[Stored data]
····················
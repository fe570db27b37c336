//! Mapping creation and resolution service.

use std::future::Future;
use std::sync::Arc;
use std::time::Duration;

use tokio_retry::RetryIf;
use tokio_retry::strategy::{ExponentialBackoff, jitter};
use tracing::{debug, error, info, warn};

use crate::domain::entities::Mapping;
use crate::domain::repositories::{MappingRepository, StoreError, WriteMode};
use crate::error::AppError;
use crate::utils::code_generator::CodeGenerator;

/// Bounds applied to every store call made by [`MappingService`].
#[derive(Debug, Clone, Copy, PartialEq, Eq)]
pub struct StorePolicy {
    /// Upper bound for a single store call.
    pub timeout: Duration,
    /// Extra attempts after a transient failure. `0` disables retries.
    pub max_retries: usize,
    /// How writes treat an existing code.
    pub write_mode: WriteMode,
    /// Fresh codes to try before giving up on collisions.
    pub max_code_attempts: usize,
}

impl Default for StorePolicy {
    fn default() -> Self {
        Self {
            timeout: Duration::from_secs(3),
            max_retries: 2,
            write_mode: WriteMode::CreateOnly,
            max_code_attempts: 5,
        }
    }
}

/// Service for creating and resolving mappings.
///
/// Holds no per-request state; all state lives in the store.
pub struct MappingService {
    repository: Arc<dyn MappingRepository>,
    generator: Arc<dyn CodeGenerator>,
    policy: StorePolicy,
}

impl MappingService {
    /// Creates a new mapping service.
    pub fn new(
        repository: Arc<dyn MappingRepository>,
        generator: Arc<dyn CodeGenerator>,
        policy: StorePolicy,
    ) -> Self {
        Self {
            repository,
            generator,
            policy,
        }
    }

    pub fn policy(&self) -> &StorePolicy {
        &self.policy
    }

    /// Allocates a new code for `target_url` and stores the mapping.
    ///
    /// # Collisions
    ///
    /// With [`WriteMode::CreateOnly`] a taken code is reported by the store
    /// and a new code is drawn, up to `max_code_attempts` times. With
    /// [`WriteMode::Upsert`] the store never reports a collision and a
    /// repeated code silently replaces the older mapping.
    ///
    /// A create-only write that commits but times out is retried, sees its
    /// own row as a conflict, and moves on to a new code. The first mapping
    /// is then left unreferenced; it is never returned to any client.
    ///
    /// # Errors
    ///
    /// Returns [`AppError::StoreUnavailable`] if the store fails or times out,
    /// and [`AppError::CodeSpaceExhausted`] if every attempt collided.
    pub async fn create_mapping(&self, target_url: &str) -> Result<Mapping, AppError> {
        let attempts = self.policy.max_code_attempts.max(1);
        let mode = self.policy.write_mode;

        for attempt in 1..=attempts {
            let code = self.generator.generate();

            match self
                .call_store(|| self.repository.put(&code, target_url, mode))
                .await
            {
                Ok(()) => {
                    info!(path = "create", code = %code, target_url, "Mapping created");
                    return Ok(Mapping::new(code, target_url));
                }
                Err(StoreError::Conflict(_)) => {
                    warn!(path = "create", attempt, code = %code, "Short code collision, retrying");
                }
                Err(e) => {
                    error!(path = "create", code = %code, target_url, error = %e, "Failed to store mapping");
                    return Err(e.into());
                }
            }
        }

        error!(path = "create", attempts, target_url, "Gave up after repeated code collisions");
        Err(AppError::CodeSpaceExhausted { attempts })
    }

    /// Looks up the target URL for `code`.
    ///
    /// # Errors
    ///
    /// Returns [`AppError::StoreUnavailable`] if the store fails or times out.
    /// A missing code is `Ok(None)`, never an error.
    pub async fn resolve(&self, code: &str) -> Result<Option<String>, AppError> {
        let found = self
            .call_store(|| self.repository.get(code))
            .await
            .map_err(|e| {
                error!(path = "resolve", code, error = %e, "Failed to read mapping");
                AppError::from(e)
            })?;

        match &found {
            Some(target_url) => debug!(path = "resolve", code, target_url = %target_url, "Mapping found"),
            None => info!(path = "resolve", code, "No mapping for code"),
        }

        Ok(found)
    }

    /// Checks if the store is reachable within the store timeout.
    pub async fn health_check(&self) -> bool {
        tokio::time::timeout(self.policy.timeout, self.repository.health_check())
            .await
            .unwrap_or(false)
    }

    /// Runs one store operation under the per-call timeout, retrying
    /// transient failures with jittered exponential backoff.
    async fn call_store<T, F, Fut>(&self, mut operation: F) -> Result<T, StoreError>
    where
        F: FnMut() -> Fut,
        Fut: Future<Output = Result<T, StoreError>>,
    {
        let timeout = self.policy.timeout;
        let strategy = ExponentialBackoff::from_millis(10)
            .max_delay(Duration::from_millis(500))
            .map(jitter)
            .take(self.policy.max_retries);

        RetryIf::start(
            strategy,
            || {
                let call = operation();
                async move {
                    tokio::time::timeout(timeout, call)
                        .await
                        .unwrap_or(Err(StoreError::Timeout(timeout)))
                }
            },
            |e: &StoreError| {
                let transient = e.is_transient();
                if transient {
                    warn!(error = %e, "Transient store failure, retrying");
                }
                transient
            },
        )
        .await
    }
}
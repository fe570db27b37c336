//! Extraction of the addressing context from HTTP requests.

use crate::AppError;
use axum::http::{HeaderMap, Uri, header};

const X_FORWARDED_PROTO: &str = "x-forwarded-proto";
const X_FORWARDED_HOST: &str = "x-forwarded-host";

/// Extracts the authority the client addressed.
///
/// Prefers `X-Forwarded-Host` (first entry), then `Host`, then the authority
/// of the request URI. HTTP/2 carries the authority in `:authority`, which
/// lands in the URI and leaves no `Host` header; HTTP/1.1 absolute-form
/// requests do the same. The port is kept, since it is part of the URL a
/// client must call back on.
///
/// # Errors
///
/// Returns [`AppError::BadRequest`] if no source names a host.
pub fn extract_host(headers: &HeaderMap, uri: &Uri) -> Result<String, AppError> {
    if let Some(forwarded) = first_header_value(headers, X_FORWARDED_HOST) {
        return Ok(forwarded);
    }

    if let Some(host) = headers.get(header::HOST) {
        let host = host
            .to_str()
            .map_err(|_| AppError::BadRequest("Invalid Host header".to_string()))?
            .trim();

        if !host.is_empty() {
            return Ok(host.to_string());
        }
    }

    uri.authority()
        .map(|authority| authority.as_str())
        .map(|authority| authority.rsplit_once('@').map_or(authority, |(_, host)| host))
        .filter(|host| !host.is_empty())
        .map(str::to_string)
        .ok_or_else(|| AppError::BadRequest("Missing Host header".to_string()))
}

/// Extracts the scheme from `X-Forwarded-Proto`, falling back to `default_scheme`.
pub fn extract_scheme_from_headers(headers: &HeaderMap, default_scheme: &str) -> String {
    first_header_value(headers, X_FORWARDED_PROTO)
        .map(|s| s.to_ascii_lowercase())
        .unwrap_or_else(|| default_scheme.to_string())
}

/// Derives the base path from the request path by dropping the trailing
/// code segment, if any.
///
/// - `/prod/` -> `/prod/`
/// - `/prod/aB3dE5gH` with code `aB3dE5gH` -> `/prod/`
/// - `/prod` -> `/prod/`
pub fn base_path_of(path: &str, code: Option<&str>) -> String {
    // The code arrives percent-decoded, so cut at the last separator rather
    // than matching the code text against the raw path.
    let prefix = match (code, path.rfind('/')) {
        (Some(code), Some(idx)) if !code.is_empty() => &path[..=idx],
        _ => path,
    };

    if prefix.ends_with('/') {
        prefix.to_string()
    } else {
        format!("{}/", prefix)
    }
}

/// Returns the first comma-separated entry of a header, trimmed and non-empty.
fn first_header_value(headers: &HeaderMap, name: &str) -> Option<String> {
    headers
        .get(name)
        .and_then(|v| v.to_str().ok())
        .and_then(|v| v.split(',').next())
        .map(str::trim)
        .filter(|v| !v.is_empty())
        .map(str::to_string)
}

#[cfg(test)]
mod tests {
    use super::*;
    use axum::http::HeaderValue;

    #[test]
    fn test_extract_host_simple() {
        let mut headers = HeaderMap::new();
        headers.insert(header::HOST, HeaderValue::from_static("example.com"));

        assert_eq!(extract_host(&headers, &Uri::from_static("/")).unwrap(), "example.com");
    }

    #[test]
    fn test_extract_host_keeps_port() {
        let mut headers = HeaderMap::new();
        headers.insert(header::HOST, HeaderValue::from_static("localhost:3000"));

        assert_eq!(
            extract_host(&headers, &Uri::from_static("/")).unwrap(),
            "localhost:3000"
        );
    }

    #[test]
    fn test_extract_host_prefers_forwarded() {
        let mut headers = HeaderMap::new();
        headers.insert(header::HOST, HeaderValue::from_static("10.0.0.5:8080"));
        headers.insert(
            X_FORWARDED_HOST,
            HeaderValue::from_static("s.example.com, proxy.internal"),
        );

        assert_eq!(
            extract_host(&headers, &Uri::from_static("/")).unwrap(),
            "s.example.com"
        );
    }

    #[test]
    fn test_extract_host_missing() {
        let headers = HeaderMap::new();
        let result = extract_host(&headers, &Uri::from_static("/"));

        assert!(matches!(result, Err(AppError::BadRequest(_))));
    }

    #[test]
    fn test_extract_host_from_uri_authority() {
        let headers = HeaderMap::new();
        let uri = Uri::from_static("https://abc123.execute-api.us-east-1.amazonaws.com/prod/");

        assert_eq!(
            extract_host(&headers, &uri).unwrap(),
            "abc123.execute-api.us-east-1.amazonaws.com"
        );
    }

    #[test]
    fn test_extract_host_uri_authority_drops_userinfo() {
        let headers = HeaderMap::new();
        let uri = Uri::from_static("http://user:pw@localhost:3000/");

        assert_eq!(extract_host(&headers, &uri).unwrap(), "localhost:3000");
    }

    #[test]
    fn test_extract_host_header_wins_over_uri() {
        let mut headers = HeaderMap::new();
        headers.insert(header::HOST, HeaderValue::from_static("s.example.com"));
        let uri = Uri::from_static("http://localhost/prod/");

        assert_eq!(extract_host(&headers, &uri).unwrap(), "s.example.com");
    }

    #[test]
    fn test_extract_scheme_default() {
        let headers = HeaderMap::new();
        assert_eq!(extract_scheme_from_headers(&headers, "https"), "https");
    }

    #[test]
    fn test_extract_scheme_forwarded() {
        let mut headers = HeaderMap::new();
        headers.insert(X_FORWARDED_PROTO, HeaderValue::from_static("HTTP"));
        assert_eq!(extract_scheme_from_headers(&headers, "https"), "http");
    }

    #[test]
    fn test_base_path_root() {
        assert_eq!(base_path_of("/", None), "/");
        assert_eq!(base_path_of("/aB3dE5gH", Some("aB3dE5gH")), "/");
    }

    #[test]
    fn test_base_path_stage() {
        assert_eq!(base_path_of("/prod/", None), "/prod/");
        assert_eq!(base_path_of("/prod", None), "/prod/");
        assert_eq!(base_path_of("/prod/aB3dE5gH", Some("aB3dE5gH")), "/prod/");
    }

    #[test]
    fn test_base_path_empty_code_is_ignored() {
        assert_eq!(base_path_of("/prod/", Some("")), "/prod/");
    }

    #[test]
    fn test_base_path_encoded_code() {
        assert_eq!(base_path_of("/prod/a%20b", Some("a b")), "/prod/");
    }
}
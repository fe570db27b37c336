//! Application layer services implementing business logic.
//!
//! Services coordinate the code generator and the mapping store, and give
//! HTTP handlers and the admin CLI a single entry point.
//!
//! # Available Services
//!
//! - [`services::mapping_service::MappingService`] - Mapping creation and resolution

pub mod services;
····················
- [What to do]:
Reproduce precisely, and with no line left out, each line from the top of the entries through the line that carries "use crate::domain::entities::Mapping;".

- [Problem solution]:
repository fe570db27b37c336
//! Mapping creation and resolution service.

use std::future::Future;
use std::sync::Arc;
use std::time::Duration;

use tokio_retry::RetryIf;
use tokio_retry::strategy::{ExponentialBackoff, jitter};
use tracing::{debug, error, info, warn};

use crate::domain::entities::Mapping;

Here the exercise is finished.